▸ Your objective:
Copy every line below that has the word "current" in it.

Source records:
* * * * * * *

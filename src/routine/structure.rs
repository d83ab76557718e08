//! Routine structure: labels, header metadata and referenced globals
//!
//! A routine that does not follow the label grammar is kept as a minimal
//! record (name and line count) flagged `needs_review`, with no labels.

use std::collections::BTreeSet;

use crate::error::{ParseDegradation, Result};
use crate::model::{BusinessKey, Routine};
use crate::resolver::StageWriter;
use crate::routine::constructs::{line_constructs, Construct};
use crate::routine::lexer::{parse_line, Keyword, ParsedLine};

/// A label and the extent of its body
#[derive(Debug, Clone, PartialEq, Eq)]
pub struct LabelRecord {
    pub name: String,
    /// 1-based
    pub line_number: usize,
    pub params: Vec<String>,
    pub comment: Option<String>,
    /// 1-based, exclusive: first line of the next label or one past the end
    pub body_end: usize,
    /// A `QUIT` with an argument occurs in the body
    pub quits_with_value: bool,
}

#[derive(Debug, Clone)]
pub struct RoutineStructure {
    pub routine: Routine,
    pub labels: Vec<LabelRecord>,
    /// Global names referenced anywhere in the routine
    pub data_stores: BTreeSet<String>,
    pub degradation: Option<ParseDegradation>,
    /// Text the structure was extracted from; code relationships are read from it
    pub source: String,
}

impl RoutineStructure {
    pub fn top_label(&self) -> Option<&LabelRecord> {
        self.labels.first()
    }

    fn degraded(mut routine: Routine, source: String, line_number: Option<usize>, reason: String) -> Self {
        routine.needs_review = true;
        Self {
            degradation: Some(ParseDegradation {
                routine: routine.name.clone(),
                line_number,
                reason,
            }),
            routine,
            labels: Vec::new(),
            data_stores: BTreeSet::new(),
            source,
        }
    }
}

/// Recovers labels and header metadata from routine text
#[derive(Debug, Default, Clone, Copy)]
pub struct RoutineStructureExtractor;

impl RoutineStructureExtractor {
    pub fn new() -> Self {
        Self
    }

    pub fn extract(&self, name: &str, text: &str) -> RoutineStructure {
        let lines: Vec<&str> = text.lines().collect();
        let mut routine = Routine {
            name: name.to_string(),
            line_count: lines.len(),
            ..Routine::default()
        };

        let parsed = match parse_all(&lines) {
            Ok(parsed) => parsed,
            Err((line_number, reason)) => {
                tracing::warn!("[ROUTINES] {} line {}: {}", name, line_number, reason);
                return RoutineStructure::degraded(routine, text.to_string(), Some(line_number), reason);
            }
        };

        let mut labels: Vec<LabelRecord> = Vec::new();
        let mut data_stores = BTreeSet::new();
        let mut seen = BTreeSet::new();

        for (index, line) in parsed.iter().enumerate() {
            let line_number = index + 1;
            if let Some(head) = &line.label {
                if !seen.insert(head.name) {
                    let reason = format!("duplicate label {}", head.name);
                    tracing::warn!("[ROUTINES] {} line {}: {}", name, line_number, reason);
                    return RoutineStructure::degraded(routine, text.to_string(), Some(line_number), reason);
                }
                if let Some(previous) = labels.last_mut() {
                    previous.body_end = line_number;
                }
                labels.push(LabelRecord {
                    name: head.name.to_string(),
                    line_number,
                    params: head.param_list(),
                    comment: line.comment.map(|c| c.trim().to_string()).filter(|c| !c.is_empty()),
                    body_end: lines.len() + 1,
                    quits_with_value: false,
                });
            }

            if line
                .commands
                .iter()
                .any(|c| c.keyword == Keyword::Quit && c.args.is_some())
            {
                if let Some(current) = labels.last_mut() {
                    current.quits_with_value = true;
                }
            }

            for construct in line_constructs(line) {
                if let Construct::Access { name, .. } = construct {
                    data_stores.insert(name.to_string());
                }
            }
        }

        routine.comment = labels.first().and_then(|l| l.comment.clone());
        if let Some((version, patches)) = lines.get(1).and_then(|l| parse_header(l)) {
            routine.version = Some(version);
            routine.patches = patches;
        }

        tracing::debug!(
            "[ROUTINES] {}: {} lines, {} labels, {} globals",
            name,
            routine.line_count,
            labels.len(),
            data_stores.len()
        );

        RoutineStructure {
            routine,
            labels,
            data_stores,
            degradation: None,
            source: text.to_string(),
        }
    }

    /// Minimal needs-review record for a routine whose source could not be read
    pub fn unreadable(&self, name: &str, reason: impl Into<String>) -> RoutineStructure {
        let reason = reason.into();
        tracing::warn!("[ROUTINES] {}: {}", name, reason);
        let routine = Routine {
            name: name.to_string(),
            ..Routine::default()
        };
        RoutineStructure::degraded(routine, String::new(), None, reason)
    }
}

/// Register a routine, its labels in line order and the globals it references
pub fn register_structure(writer: &mut StageWriter<'_>, structure: &RoutineStructure) -> Result<()> {
    let name = &structure.routine.name;
    writer.register(BusinessKey::Routine(name.clone()))?;
    for label in &structure.labels {
        writer.register_label(name, &label.name)?;
    }
    for store in &structure.data_stores {
        writer.register_data_store(store, None)?;
    }
    Ok(())
}

/// Parse every line; fails on the first non-conforming label position or
/// when the routine does not open with a label
fn parse_all<'a>(lines: &[&'a str]) -> std::result::Result<Vec<ParsedLine<'a>>, (usize, String)> {
    let mut parsed = Vec::with_capacity(lines.len());
    for (index, line) in lines.iter().enumerate() {
        let line = parse_line(line)
            .map_err(|e| (index + 1, format!("invalid label text {:?}", e.found)))?;
        parsed.push(line);
    }
    let first = parsed
        .iter()
        .position(|l| !l.commands.is_empty() || l.label.is_some() || l.comment.is_some());
    match first {
        Some(first) if parsed[first].label.is_none() => {
            Err((first + 1, "routine does not start with a label".to_string()))
        }
        None => Err((1, "routine is empty".to_string())),
        _ => Ok(parsed),
    }
}

/// Second-line header ` ;;version;package;**patches**;date`
fn parse_header(line: &str) -> Option<(String, Vec<String>)> {
    let rest = line.trim_start().strip_prefix(";;")?;
    let mut pieces = rest.split(';');
    let version = pieces.next()?.trim().to_string();
    if version.is_empty() {
        return None;
    }
    let patches = pieces
        .nth(1)
        .map(|p| {
            p.trim_matches('*')
                .split(',')
                .map(str::trim)
                .filter(|s| !s.is_empty())
                .map(str::to_string)
                .collect()
        })
        .unwrap_or_default();
    Some((version, patches))
}
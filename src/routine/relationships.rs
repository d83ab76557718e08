//! Code relationships: CALLS, INVOKES, ACCESSES, FALLS_THROUGH
//!
//! Runs only after routines, labels and data stores are sealed in the
//! [`ResolutionContext`]. Every construct whose target does not resolve is
//! recorded as an [`UnresolvedReference`] and no edge is emitted for it.

use crate::confidence::{ConfidenceTable, Evidence};
use crate::error::{ConstructKind, Result, UnresolvedReason, UnresolvedReference};
use crate::model::{EdgeDetail, EntityId, EntityKind, RelationKind, Relationship};
use crate::resolver::ResolutionContext;
use crate::routine::constructs::{line_constructs, Construct};
use crate::routine::lexer::{
    find_top_level, parse_line, split_args, EntryRef, Keyword, ParsedLine,
};
use crate::routine::structure::{LabelRecord, RoutineStructure};

/// Edges and unresolved references of one routine
#[derive(Debug, Default)]
pub struct RoutineEdges {
    pub relationships: Vec<Relationship>,
    pub unresolved: Vec<UnresolvedReference>,
}

pub struct CodeRelationshipExtractor<'a> {
    ctx: &'a ResolutionContext,
    table: &'a ConfidenceTable,
}

struct Site<'s> {
    routine: &'s str,
    label: Option<&'s LabelRecord>,
    from: Option<EntityId>,
    line_number: usize,
    raw_line: &'s str,
}

impl<'a> CodeRelationshipExtractor<'a> {
    pub fn new(ctx: &'a ResolutionContext, table: &'a ConfidenceTable) -> Result<Self> {
        ctx.require(&[
            EntityKind::Routine,
            EntityKind::Label,
            EntityKind::DataStore,
            EntityKind::File,
        ])?;
        Ok(Self { ctx, table })
    }

    /// Extract edges from one routine, reading the text it was structured from
    pub fn extract(&self, structure: &RoutineStructure) -> RoutineEdges {
        let mut edges = RoutineEdges::default();
        if structure.labels.is_empty() {
            return edges;
        }
        let routine = structure.routine.name.as_str();
        let lines: Vec<&str> = structure.source.lines().collect();
        let parsed: Vec<Option<ParsedLine<'_>>> =
            lines.iter().map(|line| parse_line(line).ok()).collect();

        let mut label_index: Option<usize> = None;
        for (index, line) in parsed.iter().enumerate() {
            let line_number = index + 1;
            while structure
                .labels
                .get(label_index.map_or(0, |i| i + 1))
                .is_some_and(|next| next.line_number <= line_number)
            {
                label_index = Some(label_index.map_or(0, |i| i + 1));
            }
            let Some(line) = line else { continue };
            let label = label_index.map(|i| &structure.labels[i]);
            let site = Site {
                routine,
                label,
                from: label.and_then(|l| self.ctx.resolve_label(routine, &l.name)),
                line_number,
                raw_line: lines[index],
            };
            for construct in line_constructs(line) {
                self.construct(&site, construct, &mut edges);
            }
        }

        for pair in structure.labels.windows(2) {
            self.fall_through(routine, &pair[0], &pair[1], &parsed, &mut edges);
        }

        tracing::debug!(
            "[ROUTINES] {}: {} edges, {} unresolved",
            routine,
            edges.relationships.len(),
            edges.unresolved.len()
        );
        edges
    }

    fn construct(&self, site: &Site<'_>, construct: Construct<'_>, edges: &mut RoutineEdges) {
        let offset = construct.offset();
        let (kind, construct_kind, target_text, resolution) = match &construct {
            Construct::Call { target, .. } => (
                RelationKind::Calls,
                ConstructKind::Call,
                target.span.text,
                self.resolve_entry(site.routine, target),
            ),
            Construct::Invoke { target, .. } => (
                RelationKind::Invokes,
                ConstructKind::Invoke,
                target.span.text,
                self.resolve_entry(site.routine, target),
            ),
            Construct::Access {
                name,
                by_keyword,
                pattern,
                ..
            } => {
                let evidence = if *by_keyword {
                    Evidence::AccessKeyword
                } else {
                    Evidence::AccessDefault
                };
                let resolution = self
                    .ctx
                    .resolve_data_store(name)
                    .map(|id| (id, evidence))
                    .ok_or(UnresolvedReason::UnknownDataStore);
                (RelationKind::Accesses, ConstructKind::Access, pattern.text, resolution)
            }
            Construct::NakedAccess { pattern } => (
                RelationKind::Accesses,
                ConstructKind::Access,
                pattern.text,
                Err(UnresolvedReason::NakedReference),
            ),
            Construct::IndirectAccess { pattern } => (
                RelationKind::Accesses,
                ConstructKind::Access,
                pattern.text,
                Err(UnresolvedReason::Indirection),
            ),
        };

        let resolution = match site.from {
            Some(from) => resolution.map(|(to, evidence)| (from, to, evidence)),
            None => Err(UnresolvedReason::NoEnclosingLabel),
        };
        let (from, to, evidence) = match resolution {
            Ok(resolved) => resolved,
            Err(reason) => {
                tracing::debug!(
                    "[ROUTINES] unresolved {} at {}:{} ({}): {}",
                    target_text,
                    site.routine,
                    site.line_number,
                    reason,
                    site.raw_line
                );
                edges.unresolved.push(UnresolvedReference {
                    routine: site.routine.to_string(),
                    label: site.label.map(|l| l.name.clone()),
                    line_number: site.line_number,
                    construct: construct_kind,
                    target: target_text.to_string(),
                    reason,
                    raw_line: site.raw_line.to_string(),
                });
                return;
            }
        };

        let detail = match construct {
            Construct::Call { style, target } => EdgeDetail::Call {
                style,
                offset: target.offset.map(str::to_string),
                raw: target.span.text.to_string(),
            },
            Construct::Invoke { target, assigns_to } => EdgeDetail::Invoke {
                assigns_to: assigns_to.map(str::to_string),
                raw: target.span.text.to_string(),
            },
            Construct::Access {
                name,
                mode,
                pattern,
                subscripts,
                ..
            } => EdgeDetail::Access {
                mode,
                pattern: pattern.text.to_string(),
                subscripts: subscripts.map(|s| s.text.to_string()),
                file_number: self.ctx.file_for_store(name).map(str::to_string),
            },
            Construct::NakedAccess { .. } | Construct::IndirectAccess { .. } => return,
        };

        edges.relationships.push(Relationship {
            kind,
            from,
            to,
            discriminator: Some(format!("{}:{}", site.line_number, offset)),
            confidence: self.table.score(evidence),
            evidence,
            line: Some(site.line_number),
            detail,
        });
    }

    /// Resolve `LABEL+OFFSET^ROUTINE` against the index
    fn resolve_entry(
        &self,
        current: &str,
        target: &EntryRef<'_>,
    ) -> std::result::Result<(EntityId, Evidence), UnresolvedReason> {
        if target.indirect {
            return Err(UnresolvedReason::Indirection);
        }
        let routine = target.routine.unwrap_or(current);
        let missing = || {
            if self.ctx.resolve_routine(routine).is_none() {
                UnresolvedReason::UnknownRoutine
            } else {
                UnresolvedReason::UnknownLabel
            }
        };
        let label = match target.label {
            Some(label) => label,
            None => self.ctx.top_label(routine).ok_or_else(missing)?,
        };
        let id = self.ctx.resolve_label(routine, label).ok_or_else(missing)?;
        let evidence = if target.offset.is_some() {
            Evidence::LabelOffset
        } else if target.label.is_none() {
            Evidence::TopOfRoutine
        } else if target.routine.is_some() {
            Evidence::ParserConfirmed
        } else {
            Evidence::InferredRoutine
        };
        Ok((id, evidence))
    }

    fn fall_through(
        &self,
        routine: &str,
        label: &LabelRecord,
        next: &LabelRecord,
        parsed: &[Option<ParsedLine<'_>>],
        edges: &mut RoutineEdges,
    ) {
        let (Some(from), Some(to)) = (
            self.ctx.resolve_label(routine, &label.name),
            self.ctx.resolve_label(routine, &next.name),
        ) else {
            return;
        };
        // Label bodies outside the parsed text mean the structure came from other text
        let Some(body) = parsed.get(label.line_number.saturating_sub(1)..label.body_end.saturating_sub(1)) else {
            tracing::debug!("[ROUTINES] {}: label {} outside the routine text", routine, label.name);
            return;
        };
        let last = body
            .iter()
            .rev()
            .flatten()
            .find(|line| line.depth == 0 && !line.commands.is_empty());
        let evidence = match last.and_then(exit_kind) {
            Some(Exit::Unconditional) => return,
            Some(Exit::Conditional) => Evidence::FallThroughConditional,
            None => Evidence::FallThrough,
        };
        edges.relationships.push(Relationship {
            kind: RelationKind::FallsThrough,
            from,
            to,
            discriminator: None,
            confidence: self.table.score(evidence),
            evidence,
            line: Some(next.line_number),
            detail: EdgeDetail::FallThrough {
                conditional_exit: evidence == Evidence::FallThroughConditional,
            },
        });
    }
}

enum Exit {
    Unconditional,
    Conditional,
}

/// How the last command of a line leaves the label, if it does
fn exit_kind(line: &ParsedLine<'_>) -> Option<Exit> {
    let (last, before) = line.commands.split_last()?;
    if !matches!(last.keyword, Keyword::Quit | Keyword::Goto | Keyword::Halt) {
        return None;
    }
    let guarded_args = last.keyword == Keyword::Goto
        && last.args.is_some_and(|args| {
            split_args(args)
                .into_iter()
                .any(|arg| find_top_level(arg, b':').is_some())
        });
    let conditional = last.postcond.is_some()
        || guarded_args
        || before
            .iter()
            .any(|c| matches!(c.keyword, Keyword::If | Keyword::Else | Keyword::For));
    Some(if conditional {
        Exit::Conditional
    } else {
        Exit::Unconditional
    })
}
#[derive(Debug, Clone, Copy, PartialEq, Eq, Serialize)]
#[serde(rename_all = "snake_case")]
pub enum ParentSource {
    /// Explicit `"UP"` node in the dictionary
    UpNode,
    /// Text before the first `.` of the file number
    DottedPrefix,
}

/// Kind-specific edge attributes
#[derive(Debug, Clone, PartialEq, Serialize)]
#[serde(tag = "detail", rename_all = "snake_case")]
pub enum EdgeDetail {
    None,
    Subfile {
        owning_field: Option<String>,
        level: u32,
        parent_source: ParentSource,
    },
    VariablePointer {
        ordinal: String,
        description: Option<String>,
        prefix: Option<String>,
    },
    Call {
        style: CallStyle,
        offset: Option<String>,
        raw: String,
    },
    Invoke {
        assigns_to: Option<String>,
        raw: String,
    },
    Access {
        mode: AccessMode,
        pattern: String,
        subscripts: Option<String>,
        file_number: Option<String>,
    },
    FallThrough {
        conditional_exit: bool,
    },
}

/// A resolved relationship. Both endpoints are resolver identities, so a
/// relationship can only exist once both entities do.
#[derive(Debug, Clone, PartialEq, Serialize)]
pub struct Relationship {
    pub kind: RelationKind,
    pub from: EntityId,
    pub to: EntityId,
    /// Separates several edges of the same kind between the same pair
    pub discriminator: Option<String>,
    pub confidence: f64,
    pub evidence: Evidence,
    pub line: Option<usize>,
    pub detail: EdgeDetail,
}

impl Relationship {
    pub fn properties(&self) -> serde_json::Result<Value> {
        let mut props = BTreeMap::new();
        props.insert("confidence".to_string(), Value::from(self.confidence));
        props.insert("evidence".to_string(), serde_json::to_value(self.evidence)?);
        if let Some(line) = self.line {
            props.insert("line".to_string(), Value::from(line));
        }
        if let Value::Object(detail) = serde_json::to_value(&self.detail)? {
            for (key, value) in detail {
                if key != "detail" && !value.is_null() {
                    props.insert(key, value);
                }
            }
        }
        serde_json::to_value(props)
    }
}

#[cfg(test)]
mod tests {
    use super::*;

    #[test]
    fn test_fnv1a_is_stable() {
        assert_eq!(fnv1a_hash(""), FNV_OFFSET);
        assert_eq!(fnv1a_hash("DPT"), fnv1a_hash("DPT"));
        assert_ne!(fnv1a_hash("DPT"), fnv1a_hash("DIC"));
    }

    #[test]
    fn test_business_key_render() {
        assert_eq!(BusinessKey::field("2", ".01").render(), "2|.01");
        assert_eq!(BusinessKey::label("DG10", "EN").render(), "DG10|EN");
        assert_eq!(
            BusinessKey::label("DG10", "EN").to_string(),
            "Label(DG10|EN)"
        );
        assert!(BusinessKey::File("2".into()).stable_id() >= 0);
    }

    #[test]
    fn test_type_tags_set_semantics() {
        let mut tags = TypeTags::empty();
        tags.insert(TypeTag::Pointer);
        tags.insert(TypeTag::Computed);
        tags.insert(TypeTag::Pointer);
        assert_eq!(tags.len(), 2);
        assert!(tags.contains(TypeTag::Computed));
        assert!(!tags.contains(TypeTag::Text));
        let json = serde_json::to_string(&tags).unwrap();
        assert_eq!(json, r#"["POINTER","COMPUTED"]"#);
    }

    #[test]
    fn test_store_name_from_root() {
        assert_eq!(store_name_from_root("^DPT(").as_deref(), Some("DPT"));
        assert_eq!(store_name_from_root("DIC(5,").as_deref(), Some("DIC"));
        assert_eq!(store_name_from_root("^%ZIS(1,").as_deref(), Some("%ZIS"));
        assert_eq!(store_name_from_root(""), None);
        assert_eq!(store_name_from_root("^(1"), None);
    }

    #[test]
    fn test_file_range_numeric_compare() {
        let range = FileRange {
            low: "40".into(),
            high: "45.9".into(),
        };
        assert!(range.contains("40.7"));
        assert!(range.contains("45.9"));
        assert!(!range.contains("4"));
        assert!(!range.contains("46"));
    }

    #[test]
    fn test_relation_tiers() {
        assert_eq!(RelationKind::Accesses.tier(), WriteTier::Append);
        assert_eq!(RelationKind::Calls.tier(), WriteTier::Merge);
        assert_eq!(RelationKind::from_str("points_to"), Some(RelationKind::PointsTo));
    }

    #[test]
    fn test_xref_kind_from_raw() {
        assert_eq!(XRefKind::from_raw(""), XRefKind::Ordinary);
        assert_eq!(XRefKind::from_raw("TRIGGER"), XRefKind::Triggered);
        assert_eq!(XRefKind::from_raw("MUMPS"), XRefKind::CodeDriven);
    }
}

* * * * * * *

▸ Solved problem:
                if let Some(current) = labels.last_mut() {
                    current.quits_with_value = true;
        current: &str,
        let routine = target.routine.unwrap_or(current);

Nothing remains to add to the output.